Saved entries
────────────────────

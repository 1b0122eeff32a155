//! Geometry primitives: [`Position`], [`Offset`] and [`Bounds`].
//!
//! Coordinates follow the row-major layout of the input grid: `x` is the
//! row index and `y` the column index, both zero-based.

use std::fmt;
use std::hash::{Hash, Hasher};
use std::ops::{Add, Sub};

// ---------------------------------------------------------------------------
// Position
// ---------------------------------------------------------------------------

/// A cell coordinate on the terrain grid. `x` grows down, `y` grows right.
///
/// Identity is the `(x, y)` pair and nothing else: two positions with equal
/// coordinates compare equal and hash identically.
#[derive(Copy, Clone, Debug, Default, PartialEq, Eq)]
#[cfg_attr(feature = "serde", derive(serde::Serialize, serde::Deserialize))]
pub struct Position {
    pub x: i32,
    pub y: i32,
}

impl Position {
    /// Origin (0, 0).
    pub const ZERO: Self = Self { x: 0, y: 0 };

    /// Create a new position.
    #[inline]
    pub const fn new(x: i32, y: i32) -> Self {
        Self { x, y }
    }

    /// Return a position shifted by (dx, dy).
    #[inline]
    pub const fn shift(self, dx: i32, dy: i32) -> Self {
        Self {
            x: self.x + dx,
            y: self.y + dy,
        }
    }

    /// The step that leads from `self` to `other`.
    ///
    /// Overflows for coordinates more than `i32::MAX` apart; see
    /// [`checked_offset_to`](Self::checked_offset_to).
    #[inline]
    pub const fn offset_to(self, other: Position) -> Offset {
        Offset::new(other.x - self.x, other.y - self.y)
    }

    /// Like [`offset_to`](Self::offset_to), or `None` if the step does not
    /// fit in an `i32` per axis.
    #[inline]
    pub const fn checked_offset_to(self, other: Position) -> Option<Offset> {
        match (other.x.checked_sub(self.x), other.y.checked_sub(self.y)) {
            (Some(dx), Some(dy)) => Some(Offset::new(dx, dy)),
            _ => None,
        }
    }

    /// Position shifted by `step`, or `None` on overflow.
    #[inline]
    pub const fn checked_add(self, step: Offset) -> Option<Position> {
        match (self.x.checked_add(step.dx), self.y.checked_add(step.dy)) {
            (Some(x), Some(y)) => Some(Position::new(x, y)),
            _ => None,
        }
    }

    /// Row-major linear key on a grid `width` columns wide.
    ///
    /// Only unique for positions with `0 <= y < width`; callers are expected
    /// to check bounds first.
    #[inline]
    pub fn key(self, width: usize) -> usize {
        self.x as usize * width + self.y as usize
    }
}

impl Hash for Position {
    fn hash<H: Hasher>(&self, state: &mut H) {
        self.x.hash(state);
        self.y.hash(state);
    }
}

impl PartialOrd for Position {
    fn partial_cmp(&self, other: &Self) -> Option<std::cmp::Ordering> {
        Some(self.cmp(other))
    }
}

impl Ord for Position {
    fn cmp(&self, other: &Self) -> std::cmp::Ordering {
        self.x.cmp(&other.x).then(self.y.cmp(&other.y))
    }
}

impl fmt::Display for Position {
    fn fmt(&self, f: &mut fmt::Formatter<'_>) -> fmt::Result {
        write!(f, "({}, {})", self.x, self.y)
    }
}

impl Add<Offset> for Position {
    type Output = Self;
    #[inline]
    fn add(self, rhs: Offset) -> Self {
        self.shift(rhs.dx, rhs.dy)
    }
}

impl Sub for Position {
    type Output = Offset;
    #[inline]
    fn sub(self, rhs: Self) -> Offset {
        rhs.offset_to(self)
    }
}

// ---------------------------------------------------------------------------
// Offset
// ---------------------------------------------------------------------------

/// Difference between two positions.
#[derive(Copy, Clone, Debug, Default, PartialEq, Eq, Hash)]
#[cfg_attr(feature = "serde", derive(serde::Serialize, serde::Deserialize))]
pub struct Offset {
    pub dx: i32,
    pub dy: i32,
}

impl Offset {
    /// The eight unit steps: four orthogonal, then four diagonal.
    pub const DIRECTIONS: [Offset; 8] = [
        Offset::new(-1, 0),
        Offset::new(0, 1),
        Offset::new(1, 0),
        Offset::new(0, -1),
        Offset::new(-1, -1),
        Offset::new(-1, 1),
        Offset::new(1, 1),
        Offset::new(1, -1),
    ];

    #[inline]
    pub const fn new(dx: i32, dy: i32) -> Self {
        Self { dx, dy }
    }

    /// Whether the step reaches one of the eight surrounding cells.
    #[inline]
    pub const fn is_adjacent(self) -> bool {
        self.dx.unsigned_abs() <= 1
            && self.dy.unsigned_abs() <= 1
            && !(self.dx == 0 && self.dy == 0)
    }

    /// An adjacent step along exactly one axis.
    #[inline]
    pub const fn is_orthogonal(self) -> bool {
        self.is_adjacent() && (self.dx == 0) != (self.dy == 0)
    }

    /// An adjacent step along both axes.
    #[inline]
    pub const fn is_diagonal(self) -> bool {
        self.dx.unsigned_abs() == 1 && self.dy.unsigned_abs() == 1
    }

    /// Component-wise sign, each in `-1..=1`.
    #[inline]
    pub const fn signum(self) -> Self {
        Self::new(self.dx.signum(), self.dy.signum())
    }
}

impl fmt::Display for Offset {
    fn fmt(&self, f: &mut fmt::Formatter<'_>) -> fmt::Result {
        write!(f, "({:+}, {:+})", self.dx, self.dy)
    }
}

// ---------------------------------------------------------------------------
// Bounds
// ---------------------------------------------------------------------------

/// The half-open rectangle `[0, height) x [0, width)` of valid cells.
#[derive(Copy, Clone, Debug, Default, PartialEq, Eq, Hash)]
#[cfg_attr(feature = "serde", derive(serde::Serialize, serde::Deserialize))]
pub struct Bounds {
    width: i32,
    height: i32,
}

impl Bounds {
    /// Bounds of a grid with `width` columns and `height` rows.
    /// Negative sizes are clamped to zero.
    #[inline]
    pub const fn new(width: i32, height: i32) -> Self {
        Self {
            width: if width < 0 { 0 } else { width },
            height: if height < 0 { 0 } else { height },
        }
    }

    /// Number of columns.
    #[inline]
    pub const fn width(self) -> i32 {
        self.width
    }

    /// Number of rows.
    #[inline]
    pub const fn height(self) -> i32 {
        self.height
    }

    /// Total number of cells.
    #[inline]
    pub const fn len(self) -> usize {
        self.width as usize * self.height as usize
    }

    /// Whether the bounds contain no cell at all.
    #[inline]
    pub const fn is_empty(self) -> bool {
        self.width == 0 || self.height == 0
    }

    /// Whether `p` is a valid cell.
    #[inline]
    pub const fn contains(self, p: Position) -> bool {
        p.x >= 0 && p.x < self.height && p.y >= 0 && p.y < self.width
    }

    /// Row-major iterator over every position.
    #[inline]
    pub fn iter(self) -> BoundsIter {
        BoundsIter {
            bounds: self,
            cur: Position::ZERO,
        }
    }
}

impl IntoIterator for Bounds {
    type Item = Position;
    type IntoIter = BoundsIter;
    #[inline]
    fn into_iter(self) -> BoundsIter {
        self.iter()
    }
}

impl fmt::Display for Bounds {
    fn fmt(&self, f: &mut fmt::Formatter<'_>) -> fmt::Result {
        write!(f, "{} rows x {} columns", self.height, self.width)
    }
}

// ---------------------------------------------------------------------------
// BoundsIter
// ---------------------------------------------------------------------------

/// Row-major iterator over the positions in a [`Bounds`].
#[derive(Clone, Debug)]
pub struct BoundsIter {
    bounds: Bounds,
    cur: Position,
}

impl Iterator for BoundsIter {
    type Item = Position;

    fn next(&mut self) -> Option<Position> {
        if self.bounds.is_empty() || self.cur.x >= self.bounds.height {
            return None;
        }
        let p = self.cur;
        self.cur.y += 1;
        if self.cur.y >= self.bounds.width {
            self.cur.y = 0;
            self.cur.x += 1;
        }
        Some(p)
    }

    fn size_hint(&self) -> (usize, Option<usize>) {
        let remaining = if self.bounds.is_empty() || self.cur.x >= self.bounds.height {
            0
        } else {
            self.bounds.len() - self.cur.key(self.bounds.width as usize)
        };
        (remaining, Some(remaining))
    }
}

impl ExactSizeIterator for BoundsIter {}

// ---------------------------------------------------------------------------
// Tests
// ---------------------------------------------------------------------------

────────────────────

- To do -
All lines in the data above from the one with "self.dy.unsigned_abs() <= 1" through the one with "self.is_adjacent() && (self.dx" must be repeated exactly, and no others.

- Answer for the task -
            && self.dy.unsigned_abs() <= 1
            && !(self.dx == 0 && self.dy == 0)
    }

    /// An adjacent step along exactly one axis.
    #[inline]
    pub const fn is_orthogonal(self) -> bool {
        self.is_adjacent() && (self.dx == 0) != (self.dy == 0)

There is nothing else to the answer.